Archives need not take up the amount of space you might think.

The simple approach to creating a daily archive would be to take a backup, take another backup the day afterwards, then take another backup the day after that, and so on. This requires N times the amount of storage of your original data, for N days' worth of archives.
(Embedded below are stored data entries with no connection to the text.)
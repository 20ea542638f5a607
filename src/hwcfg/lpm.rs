//! Low power mode
//!
//! Enables or disables controller sleep with one write-sleep-mode command and
//! reports a single [`VendorEvent::LpmSet`] per request.

use crate::domain::models::{CompletionTarget, OpResult, VendorEvent};
use crate::error::TransmitError;
use crate::hci::opcode::HCI_VSC_WRITE_SLEEP_MODE;
use crate::hci::{CompletionEvent, HciBuffer};
use crate::infrastructure::channel::{send_command, CommandChannel, CompletionHandler};
use crate::infrastructure::upio::{Upio, UpioAction, UpioPin};
use tokio::sync::mpsc;
use tracing::{error, info, warn};

/// Size of the write-sleep-mode parameter block.
pub const LPM_CMD_PARAM_SIZE: usize = 12;

/// Idle timeout is this many host-stack idle thresholds.
pub const LPM_IDLE_TIMEOUT_MULTIPLE: u32 = 10;

/// Chip family whose idle threshold unit is 25 ms instead of 300 ms.
const SHORT_TICK_CHIP: &str = "BCM4325";

/// Sleep-mode parameters, copied byte for byte into the command.
#[derive(Debug, Clone, Copy, PartialEq, Eq)]
pub struct LpmParams {
    /// 0 disable, 1 UART, 9 H5.
    pub sleep_mode: u8,
    /// In 300 ms (or 25 ms) units.
    pub host_stack_idle_threshold: u8,
    pub host_controller_idle_threshold: u8,
    /// 0 active low, 1 active high.
    pub bt_wake_polarity: u8,
    pub host_wake_polarity: u8,
    pub allow_host_sleep_during_sco: u8,
    pub combine_sleep_mode_and_lpm: u8,
    pub enable_uart_txd_tri_state: u8,
    /// 12.5 ms units.
    pub sleep_guard_time: u8,
    /// 12.5 ms units.
    pub wakeup_guard_time: u8,
    pub txd_config: u8,
    pub pulsed_host_wake: u8,
}

impl LpmParams {
    pub const DEFAULT: LpmParams = LpmParams {
        sleep_mode: 1,
        host_stack_idle_threshold: 1,
        host_controller_idle_threshold: 1,
        bt_wake_polarity: 1,
        host_wake_polarity: 1,
        allow_host_sleep_during_sco: 1,
        combine_sleep_mode_and_lpm: 1,
        enable_uart_txd_tri_state: 0,
        sleep_guard_time: 0,
        wakeup_guard_time: 0,
        txd_config: 0,
        pulsed_host_wake: 0,
    };

    pub fn to_bytes(&self) -> [u8; LPM_CMD_PARAM_SIZE] {
        [
            self.sleep_mode,
            self.host_stack_idle_threshold,
            self.host_controller_idle_threshold,
            self.bt_wake_polarity,
            self.host_wake_polarity,
            self.allow_host_sleep_during_sco,
            self.combine_sleep_mode_and_lpm,
            self.enable_uart_txd_tri_state,
            self.sleep_guard_time,
            self.wakeup_guard_time,
            self.txd_config,
            self.pulsed_host_wake,
        ]
    }
}

impl Default for LpmParams {
    fn default() -> Self {
        Self::DEFAULT
    }
}

/// Idle timeout in milliseconds for a chip.
pub fn idle_timeout_ms(params: &LpmParams, chip_name: &str) -> u32 {
    let ticks = params.host_stack_idle_threshold as u32 * LPM_IDLE_TIMEOUT_MULTIPLE;
    if chip_name.contains(SHORT_TICK_CHIP) {
        ticks * 25
    } else {
        ticks * 300
    }
}

pub struct LpmController {
    params: LpmParams,
    event_sender: mpsc::UnboundedSender<VendorEvent>,
}

impl LpmController {
    pub fn new(params: LpmParams, event_sender: mpsc::UnboundedSender<VendorEvent>) -> Self {
        Self {
            params,
            event_sender,
        }
    }

    pub fn params(&self) -> &LpmParams {
        &self.params
    }

    /// Enable or disable sleep mode.
    ///
    /// On `Err` the failure has already been reported; otherwise the outcome
    /// follows with the completion event.
    pub fn set_lpm(
        &mut self,
        channel: &mut dyn CommandChannel,
        upio: &mut dyn Upio,
        enable: bool,
    ) -> Result<(), TransmitError> {
        let params = if enable {
            self.params.to_bytes()
        } else {
            [0u8; LPM_CMD_PARAM_SIZE]
        };
        upio.set(UpioPin::LpmMode, UpioAction::from_assert(enable), 0);

        info!("LPM {}", if enable { "enable" } else { "disable" });
        send_command(channel, HCI_VSC_WRITE_SLEEP_MODE, &params, CompletionTarget::Lpm).map_err(
            |e| {
                error!("LPM request failed: {}", e);
                self.report(OpResult::Fail);
                e
            },
        )
    }

    /// Assert or deassert BT_WAKE with the configured polarity.
    pub fn set_wake_state(&self, upio: &mut dyn Upio, assert: bool) {
        upio.set(
            UpioPin::BtWake,
            UpioAction::from_assert(assert),
            self.params.bt_wake_polarity,
        );
    }

    fn report(&self, result: OpResult) {
        if self.event_sender.send(VendorEvent::LpmSet(result)).is_err() {
            warn!("LPM result {:?} has no listener", result);
        }
    }
}

impl CompletionHandler for LpmController {
    fn on_complete(&mut self, channel: &mut dyn CommandChannel, event: HciBuffer) {
        let ok = CompletionEvent(event.bytes()).succeeded();
        channel.free(event);
        self.report(OpResult::from_status(ok));
    }
}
That would, for most people, very quickly become very expensive in terms of storage media.

However, there is a better way (assuming you're using Linux to store the backups on, and you're using Ext3, Ext4 or some other file system which supports hard links).

Consider the following bash script:

archive.sh
#!/bin/bash

arcdir=/home/user/Archive
yearmonth=`date -d yesterday +%Y/%m`
day=`date -d yesterday +%d`
previous=`date -d "-2 days" +%Y/%m/%d`

rsync -a --exclude=lost+found --delete FileServer:/home/user $arcdir

mkdir -p $arcdir/$yearmonth

cp -al $arcdir/user $arcdir/$yearmonth

mv $arcdir/$yearmonth/user $arcdir/$yearmonth/$day

[ -e "$arcdir/$previous" ] && diff -qr --no-dereference $arcdir/$previous $arcdir/$yearmonth/$day

This script (which is run on a backup server separate from the main machine with your files on, referred to as FileServer in the script), performs the following tasks:

  1. Sets up a few variables such as the path to the archive and some dates in useful formats
  2. Performs an rsync with delete from the current files stored on the backup server to the main archive directory
    • This creates an identical copy of the files as they currently are
  3. Creates a subdirectory under the main archive path named YYYY/MM for the current year and month
  4. Copies using hard links (the l option to cp) from the local copy of all the files to the YYYY/MM directory, creating a directory YYYY/MM/user
  5. Renames this new directory to YYYY/MM/DD using yesterday's date (it's assumed that this script will run as a cron job in the early hours of the morning, and therefore what is being created is a copy of the files as they were at the end of the previous day)
  6. Performs a recursive diff on the files between yesterday and the day before
    • This step can be omitted if you don't want to receive a daily email telling you which files are new, which have been deleted, and which have been changed

The important part here is the hard links. This means that two filenames in different directories (for example 2022/09/23/personal/CV.txt and 2022/09/24/personal.CV.txt) can point to a single copy of the actual file stored on disk (assuming it hasn't changed between the daily rsyncs).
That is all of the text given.